Wilderness Nourishment Within

Job 30:3-4 - A Neville Goddard interpretation

Read Job 30 in context

Scripture Focus

3For want and famine they were solitary; fleeing into the wilderness in former time desolate and waste.
4Who cut up mallows by the bushes, and juniper roots for their meat.
Job 30:3-4

Biblical Context

The passage recalls a time of want and desolation, where people endured in a barren place and scraped together rough food.

Neville's Inner Vision

Job 30:3-4 speaks of famine and a wilderness that isolates the soul.
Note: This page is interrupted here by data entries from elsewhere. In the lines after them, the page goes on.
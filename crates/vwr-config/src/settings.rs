//! Runtime settings for one reconciliation deployment.
//!
//! Every value has an environment variable and a YAML pointer. The
//! environment wins, so a container can override a checked-in layer without
//! editing it. Required values fail closed with `CONFIG_MISSING`.

use std::net::SocketAddr;
use std::time::Duration;

use serde_json::Value;

pub const ENV_EVENT_ID: &str = "VWR_EVENT_ID";
pub const ENV_EXPIRY_PERIOD: &str = "VWR_QUEUE_POSITION_EXPIRY_PERIOD";
pub const ENV_CACHE_URL: &str = "VWR_CACHE_URL";
pub const ENV_DATABASE_URL: &str = "VWR_DATABASE_URL";
pub const ENV_INTERVAL: &str = "VWR_RECONCILE_INTERVAL_SECS";
pub const ENV_DAEMON_ADDR: &str = "VWR_DAEMON_ADDR";

pub const DEFAULT_INTERVAL_SECS: u64 = 60;
const DEFAULT_MAX_CONNECTIONS: u32 = 5;

#[derive(Debug, Clone, PartialEq, Eq, thiserror::Error)]
pub enum ConfigError {
    #[error("CONFIG_MISSING: required value '{name}' (env {env} or yaml {pointer}) is not set")]
    Missing {
        name: &'static str,
        env: String,
        pointer: &'static str,
    },

    #[error("CONFIG_INVALID: '{name}' {reason}")]
    Invalid { name: &'static str, reason: String },
}

/// Fully resolved settings. Contains endpoint identifiers only; the cache
/// credential is resolved separately by [`crate::secrets`].
#[derive(Debug, Clone, PartialEq, Eq)]
pub struct Settings {
    pub event_id: String,
    pub expiry_period: Duration,
    pub cache_url: String,
    pub ledger_url: String,
    pub ledger_max_connections: u32,
    pub interval: Duration,
    pub daemon_addr: Option<SocketAddr>,
}

struct Source<'a, F> {
    config: &'a Value,
    env: F,
}

impl<F> Source<'_, F>
where
    F: Fn(&str) -> Option<String>,
{
    fn lookup(&self, env: &str, pointer: &str) -> Option<String> {
        if let Some(v) = (self.env)(env) {
            let t = v.trim();
            if !t.is_empty() {
                return Some(t.to_string());
            }
        }
        match self.config.pointer(pointer)? {
            Value::String(s) if !s.trim().is_empty() => Some(s.trim().to_string()),
            Value::Number(n) => Some(n.to_string()),
            _ => None,
        }
    }

    fn required(
        &self,
        name: &'static str,
        env: &'static str,
        pointer: &'static str,
    ) -> Result<String, ConfigError> {
        self.lookup(env, pointer)
            .ok_or_else(|| ConfigError::Missing {
                name,
                env: env.to_string(),
                pointer,
            })
    }

    fn positive_secs(&self, name: &'static str, raw: &str) -> Result<Duration, ConfigError> {
        match raw.parse::<u64>() {
            Ok(secs) if secs > 0 => Ok(Duration::from_secs(secs)),
            _ => Err(ConfigError::Invalid {
                name,
                reason: format!("must be a positive whole number of seconds, got '{raw}'"),
            }),
        }
    }
}

impl Settings {
    /// Resolve from the process environment over `config_json`.
    pub fn from_env(config_json: &Value) -> Result<Self, ConfigError> {
        Self::resolve(config_json, |name| std::env::var(name).ok())
    }

    /// Resolve with an explicit env lookup (tests pass a map).
    pub fn resolve<F>(config_json: &Value, env: F) -> Result<Self, ConfigError>
    where
        F: Fn(&str) -> Option<String>,
    {
        let src = Source {
            config: config_json,
            env,
        };

        let event_id = src.required("event_id", ENV_EVENT_ID, "/event/id")?;

        let expiry_raw = src.required(
            "expiry_period",
            ENV_EXPIRY_PERIOD,
            "/reconcile/expiry_period_secs",
        )?;
        let expiry_period = src.positive_secs("expiry_period", &expiry_raw)?;

        let cache_url = src.required("cache_url", ENV_CACHE_URL, "/cache/url")?;
        let ledger_url = src.required("ledger_url", ENV_DATABASE_URL, "/ledger/url")?;

        let interval = match src.lookup(ENV_INTERVAL, "/reconcile/interval_secs") {
            Some(raw) => src.positive_secs("interval", &raw)?,
            None => Duration::from_secs(DEFAULT_INTERVAL_SECS),
        };

        let ledger_max_connections = match config_json
            .pointer("/ledger/max_connections")
            .and_then(Value::as_u64)
        {
            Some(0) => {
                return Err(ConfigError::Invalid {
                    name: "ledger_max_connections",
                    reason: "must be > 0".to_string(),
                })
            }
            Some(n) => u32::try_from(n).map_err(|_| ConfigError::Invalid {
                name: "ledger_max_connections",
                reason: format!("{n} is out of range"),
            })?,
            None => DEFAULT_MAX_CONNECTIONS,
        };

        let daemon_addr = match src.lookup(ENV_DAEMON_ADDR, "/daemon/addr") {
            Some(raw) => Some(raw.parse::<SocketAddr>().map_err(|e| ConfigError::Invalid {
                name: "daemon_addr",
                reason: e.to_string(),
            })?),
            None => None,
        };

        Ok(Settings {
            event_id,
            expiry_period,
            cache_url,
            ledger_url,
            ledger_max_connections,
            interval,
            daemon_addr,
        })
    }
}
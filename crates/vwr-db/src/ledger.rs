use std::ops::Range;

use async_trait::async_trait;
use chrono::{DateTime, Utc};
use sqlx::postgres::PgRow;
use sqlx::{PgPool, Row};
use vwr_reconcile::{EventId, PositionLedger, PositionRecord, ServingCheckpoint, StoreError};

const BACKEND: &str = "ledger";

/// Durable position ledger: `queue_positions` + `serving_checkpoints`.
#[derive(Debug, Clone)]
pub struct PgLedger {
    pool: PgPool,
}

impl PgLedger {
    pub fn new(pool: PgPool) -> Self {
        Self { pool }
    }
}

fn unavailable(e: sqlx::Error) -> StoreError {
    StoreError::unavailable(BACKEND, e)
}

fn position_from_row(event_id: &EventId, row: &PgRow) -> Result<PositionRecord, sqlx::Error> {
    Ok(PositionRecord {
        event_id: event_id.clone(),
        position: row.try_get("queue_position")?,
        issue_time: row.try_get::<DateTime<Utc>, _>("issue_time")?,
        expired: row.try_get("expired")?,
    })
}

fn checkpoint_from_row(event_id: &EventId, row: &PgRow) -> Result<ServingCheckpoint, sqlx::Error> {
    Ok(ServingCheckpoint {
        event_id: event_id.clone(),
        serving_counter: row.try_get("serving_counter")?,
        issue_time: row.try_get::<DateTime<Utc>, _>("issue_time")?,
        positions_served: row.try_get("queue_positions_served")?,
    })
}

#[async_trait]
impl PositionLedger for PgLedger {
    async fn unexpired_positions(
        &self,
        event_id: &EventId,
        range: Range<i64>,
    ) -> Result<Vec<PositionRecord>, StoreError> {
        if range.is_empty() {
            return Ok(Vec::new());
        }
        let rows = sqlx::query(
            r#"
            select queue_position, issue_time, expired
            from queue_positions
            where event_id = $1
              and queue_position >= $2
              and queue_position < $3
              and expired = false
            order by queue_position desc
            "#,
        )
        .bind(event_id.as_str())
        .bind(range.start)
        .bind(range.end)
        .fetch_all(&self.pool)
        .await
        .map_err(unavailable)?;

        rows.iter()
            .map(|r| position_from_row(event_id, r))
            .collect::<Result<Vec<_>, _>>()
            .map_err(unavailable)
    }

    async fn position(
        &self,
        event_id: &EventId,
        position: i64,
    ) -> Result<Option<PositionRecord>, StoreError> {
        let row = sqlx::query(
            r#"
            select queue_position, issue_time, expired
            from queue_positions
            where event_id = $1 and queue_position = $2
            "#,
        )
        .bind(event_id.as_str())
        .bind(position)
        .fetch_optional(&self.pool)
        .await
        .map_err(unavailable)?;

        row.map(|r| position_from_row(event_id, &r))
            .transpose()
            .map_err(unavailable)
    }

    async fn mark_expired(&self, event_id: &EventId, position: i64) -> Result<bool, StoreError> {
        // The expired = false guard makes overlapping runs count each row once.
        let res = sqlx::query(
            r#"
            update queue_positions
            set expired = true
            where event_id = $1 and queue_position = $2 and expired = false
            "#,
        )
        .bind(event_id.as_str())
        .bind(position)
        .execute(&self.pool)
        .await
        .map_err(unavailable)?;
        Ok(res.rows_affected() == 1)
    }

    async fn checkpoints_after(
        &self,
        event_id: &EventId,
        after: i64,
    ) -> Result<Vec<ServingCheckpoint>, StoreError> {
        let rows = sqlx::query(
            r#"
            select serving_counter, issue_time, queue_positions_served
            from serving_checkpoints
            where event_id = $1 and serving_counter > $2
            order by serving_counter asc
            "#,
        )
        .bind(event_id.as_str())
        .bind(after)
        .fetch_all(&self.pool)
        .await
        .map_err(unavailable)?;

        rows.iter()
            .map(|r| checkpoint_from_row(event_id, r))
            .collect::<Result<Vec<_>, _>>()
            .map_err(unavailable)
    }

    async fn first_checkpoint_at_or_after(
        &self,
        event_id: &EventId,
        value: i64,
    ) -> Result<Option<ServingCheckpoint>, StoreError> {
        let row = sqlx::query(
            r#"
            select serving_counter, issue_time, queue_positions_served
            from serving_checkpoints
            where event_id = $1 and serving_counter >= $2
            order by serving_counter asc
            limit 1
            "#,
        )
        .bind(event_id.as_str())
        .bind(value)
        .fetch_optional(&self.pool)
        .await
        .map_err(unavailable)?;

        row.map(|r| checkpoint_from_row(event_id, &r))
            .transpose()
            .map_err(unavailable)
    }

    async fn last_checkpoint_at_or_before(
        &self,
        event_id: &EventId,
        value: i64,
    ) -> Result<Option<ServingCheckpoint>, StoreError> {
        let row = sqlx::query(
            r#"
            select serving_counter, issue_time, queue_positions_served
            from serving_checkpoints
            where event_id = $1 and serving_counter <= $2
            order by serving_counter desc
            limit 1
            "#,
        )
        .bind(event_id.as_str())
        .bind(value)
        .fetch_optional(&self.pool)
        .await
        .map_err(unavailable)?;

        row.map(|r| checkpoint_from_row(event_id, &r))
            .transpose()
            .map_err(unavailable)
    }

    async fn put_checkpoint(&self, checkpoint: &ServingCheckpoint) -> Result<(), StoreError> {
        let res = sqlx::query(
            r#"
            insert into serving_checkpoints (
              event_id, serving_counter, issue_time, queue_positions_served
            ) values ($1, $2, $3, $4)
            on conflict (event_id, serving_counter) do nothing
            "#,
        )
        .bind(checkpoint.event_id.as_str())
        .bind(checkpoint.serving_counter)
        .bind(checkpoint.issue_time)
        .bind(checkpoint.positions_served)
        .execute(&self.pool)
        .await
        .map_err(unavailable)?;

        if res.rows_affected() == 0 {
            tracing::warn!(
                event_id = %checkpoint.event_id,
                serving_counter = checkpoint.serving_counter,
                "checkpoint already present; kept existing row"
            );
        }
        Ok(())
    }
}
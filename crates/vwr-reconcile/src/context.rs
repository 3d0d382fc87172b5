use std::sync::Arc;

use chrono::Duration;

use crate::{CounterKey, EventId, FrontierCache, Frontiers, PositionLedger, ReconcileError, StoreError};

/// Everything a reconciliation pass needs for one event.
///
/// Cheap to clone; the stores are shared handles.
#[derive(Clone)]
pub struct EventContext {
    pub event_id: EventId,
    /// How long a position (or checkpoint) may sit before it counts as a no-show.
    pub expiry_period: Duration,
    pub cache: Arc<dyn FrontierCache>,
    pub ledger: Arc<dyn PositionLedger>,
}

impl std::fmt::Debug for EventContext {
    fn fmt(&self, f: &mut std::fmt::Formatter<'_>) -> std::fmt::Result {
        f.debug_struct("EventContext")
            .field("event_id", &self.event_id)
            .field("expiry_period_secs", &self.expiry_period.num_seconds())
            .finish_non_exhaustive()
    }
}

impl EventContext {
    pub fn new(
        event_id: EventId,
        expiry_period: Duration,
        cache: Arc<dyn FrontierCache>,
        ledger: Arc<dyn PositionLedger>,
    ) -> Self {
        Self {
            event_id,
            expiry_period,
            cache,
            ledger,
        }
    }

    /// Reads all three counters. Not atomic across keys.
    pub async fn read_frontiers(&self) -> Result<Frontiers, ReconcileError> {
        Ok(Frontiers {
            queue_counter: self.counter(CounterKey::QueueCounter).await?,
            serving_counter: self.counter(CounterKey::ServingCounter).await?,
            max_expired: self.counter(CounterKey::MaxExpiredFrontier).await?,
        })
    }

    pub(crate) async fn counter(&self, key: CounterKey) -> Result<i64, ReconcileError> {
        self.cache.get(key).await.map_err(|e| self.fault(e))
    }

    pub(crate) fn fault(&self, err: StoreError) -> ReconcileError {
        ReconcileError::from_store(&self.event_id, err)
    }
}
In Neville terms, famine is a state of consciousness that believes it is separate from the I AM, and the wilderness is the inner space where imagination seems to starve. The memory of mallows and juniper roots becomes a symbol for beliefs we settled into when we forgot the Source within. The healing is a return to inner awareness: acknowledge that the I AM is present as your life, and imagine that nourishment flows from that living presence. When you imagine reality as the I AM and feel its fullness, the outer scene rearranges itself, the sense of isolation softens, and abundance replaces lack. You are not saved by external changes but by a shift in consciousness; your present world is a reflection of what you deem real in your own mind, and you can revise it now by choosing a different assumption and feeling it as true.

Practice This Now

Imaginative_act: Close your eyes, breathe, and assume the feeling that you are nourished by the I AM now. Then revise any sense of lack by repeating I am the I AM, abundance is mine, until it feels real.